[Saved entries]
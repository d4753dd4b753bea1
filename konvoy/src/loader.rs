use crate::errors::{Error, Result};

use log;
use serde_json::Value;
use std::fs;
use std::io::ErrorKind;
use std::path::{Path, PathBuf};

/*
 * One manifest file of an extends chain, still untyped: validation only
 * happens once the whole chain is merged.
 */
#[derive(Clone, Debug)]
pub struct RawManifest {
    pub path: PathBuf,
    pub tree: Value,
}

fn read(path: &Path) -> Result<Value> {
    let content = match fs::read_to_string(path) {
	Ok(content) => content,
	Err(err) if err.kind() == ErrorKind::NotFound => {
	    return Err(Error::ManifestNotFound(path.to_path_buf()));
	},
	Err(err) => {
	    return Err(Error::InvalidManifest{ path: path.to_path_buf(), reason: err.to_string() });
	}
    };

    let tree: Value = serde_json::from_str(&content)
	.map_err(|err| Error::InvalidManifest{ path: path.to_path_buf(), reason: err.to_string() })?;

    if !tree.is_object() {
	let reason = String::from("expected a JSON object at the top level");
	return Err(Error::InvalidManifest{ path: path.to_path_buf(), reason });
    }
    Ok(tree)
}

fn extends_of(raw: &RawManifest) -> Result<Option<PathBuf>> {
    let parent = match raw.tree.get("extends") {
	None | Some(Value::Null) => return Ok(None),
	Some(Value::String(parent)) => parent,
	Some(other) => {
	    let reason = format!("`extends` must be a path, got: {}", other);
	    return Err(Error::InvalidManifest{ path: raw.path.clone(), reason });
	}
    };

    let base = raw.path.parent().unwrap_or_else(|| Path::new("."));
    Ok(Some(base.join(parent)))
}

/*
 * Reads the manifest at `path` and every parent it extends.  The chain is
 * returned child-first: `[leaf, parent, grandparent, ...]`.  Each `extends`
 * is resolved relative to the directory of the file declaring it.
 */
pub fn load(path: &Path) -> Result<Vec<RawManifest>> {
    let mut chain: Vec<RawManifest> = vec![];
    let mut seen: Vec<PathBuf> = vec![];
    let mut next = Some(path.to_path_buf());

    while let Some(path) = next {
	let canonical = fs::canonicalize(&path).unwrap_or_else(|_| path.clone());
	if seen.contains(&canonical) {
	    let cycle: Vec<String> = chain.iter().map(|m| m.path.display().to_string()).collect();
	    let reason = format!("extends cycle: {} -> {}", cycle.join(" -> "), path.display());
	    return Err(Error::InvalidManifest{ path, reason });
	}

	log::debug!("Loading manifest {}", path.display());
	let raw = RawManifest{ tree: read(&path)?, path };
	next = extends_of(&raw)?;

	seen.push(canonical);
	chain.push(raw);
    }

    Ok(chain)
}

#[cfg(test)]
mod tests {
    use super::*;
    use tempfile::TempDir;

    fn write(dir: &Path, name: &str, content: &str) -> PathBuf {
	let path = dir.join(name);
	if let Some(parent) = path.parent() {
	    fs::create_dir_all(parent).unwrap();
	}
	fs::write(&path, content).unwrap();
	path
    }

    #[test]
    fn test_load_single_manifest() {
	let dir = TempDir::new().unwrap();
	let path = write(dir.path(), "shop.json", r#"{"name": "shop", "services": []}"#);

	let chain = load(&path).unwrap();
	assert_eq!(chain.len(), 1);
	assert_eq!(chain[0].tree["name"], "shop");
    }

    #[test]
    fn test_load_walks_extends_child_first() {
	let dir = TempDir::new().unwrap();
	write(dir.path(), "base/root.json", r#"{"name": "root"}"#);
	write(dir.path(), "base/parent.json", r#"{"name": "parent", "extends": "root.json"}"#);
	let leaf = write(dir.path(), "envs/prod.json", r#"{"name": "prod", "extends": "../base/parent.json"}"#);

	let chain = load(&leaf).unwrap();
	let names: Vec<&str> = chain.iter().map(|m| m.tree["name"].as_str().unwrap()).collect();
	assert_eq!(names, vec!["prod", "parent", "root"]);
    }

    #[test]
    fn test_load_missing_parent() {
	let dir = TempDir::new().unwrap();
	let leaf = write(dir.path(), "prod.json", r#"{"name": "prod", "extends": "nope.json"}"#);

	match load(&leaf) {
	    Err(Error::ManifestNotFound(path)) => assert!(path.ends_with("nope.json")),
	    other => panic!("expected ManifestNotFound, got {:?}", other),
	}
    }

    #[test]
    fn test_load_invalid_json() {
	let dir = TempDir::new().unwrap();
	let path = write(dir.path(), "broken.json", r#"{"name": "#);

	assert!(matches!(load(&path), Err(Error::InvalidManifest{ .. })));
    }

    #[test]
    fn test_load_detects_cycles() {
	let dir = TempDir::new().unwrap();
	write(dir.path(), "a.json", r#"{"name": "a", "extends": "b.json"}"#);
	let b = write(dir.path(), "b.json", r#"{"name": "b", "extends": "a.json"}"#);

	match load(&b) {
	    Err(Error::InvalidManifest{ reason, .. }) => assert!(reason.contains("cycle")),
	    other => panic!("expected a cycle error, got {:?}", other),
	}
    }
}
use crate::errors::{Error, Result};
use konvoy_api as api;

use jsonschema::Draft;
use log;
use schemars::schema_for;
use serde_json::Value;

/*
 * `/services/0/name` -> `services[0].name`.  The document tells list
 * indices apart from map keys.
 */
fn readable_path(tree: &Value, pointer: &str) -> String {
    let mut path = String::new();
    let mut node = Some(tree);

    for token in pointer.split('/').skip(1) {
	let token = token.replace("~1", "/").replace("~0", "~");
	match node {
	    Some(Value::Array(items)) => {
		path.push_str(&format!("[{}]", token));
		node = token.parse::<usize>().ok().and_then(|idx| items.get(idx));
	    },
	    other => {
		if !path.is_empty() {
		    path.push('.');
		}
		path.push_str(&token);
		node = other.and_then(|value| value.get(&token));
	    },
	}
    }

    if path.is_empty() { String::from("manifest") } else { path }
}

/*
 * Validates a merged manifest tree and turns it into the typed model.
 * The schema is the one schemars derives from the typed manifest, so
 * unknown fields are rejected at every level and `name` is required for
 * the manifest and each of its services.  Every violation is collected,
 * not just the first one deserialization would stop at.
 */
pub fn validate(tree: &Value) -> Result<api::Manifest> {
    let schema = serde_json::to_value(schema_for!(api::Manifest))
	.map_err(|err| Error::Other(format!("cannot render the manifest schema: {}", err)))?;
    let validator = jsonschema::options()
	.with_draft(Draft::Draft7)
	.build(&schema)
	.map_err(|err| Error::Other(format!("cannot build the manifest validator: {}", err)))?;

    let mut violations = vec![];
    let mut raw = vec![];
    for err in validator.iter_errors(tree) {
	let pointer = err.instance_path.to_string();
	violations.push(format!("{}: {}", readable_path(tree, &pointer), err));
	raw.push(format!("{} ({}): {}", pointer, err.schema_path, err));
    }

    if !violations.is_empty() {
	log::debug!("Manifest failed validation with {} violation(s)", violations.len());
	return Err(Error::Schema{ violations, message: raw.join("\n") });
    }

    serde_json::from_value(tree.clone())
	.map_err(|err| Error::Schema{ violations: vec![err.to_string()], message: err.to_string() })
}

Exercise aim →
Reproduce precisely, and with no line left out, each line from the top of the entries through the line that carries "#[derive(Clone, Debug)]".

Reply →
repository d4753dd4b753bea1
filename konvoy/src/loader.rs
use crate::errors::{Error, Result};

use log;
use serde_json::Value;
use std::fs;
use std::io::ErrorKind;
use std::path::{Path, PathBuf};

/*
 * One manifest file of an extends chain, still untyped: validation only
 * happens once the whole chain is merged.
 */
#[derive(Clone, Debug)]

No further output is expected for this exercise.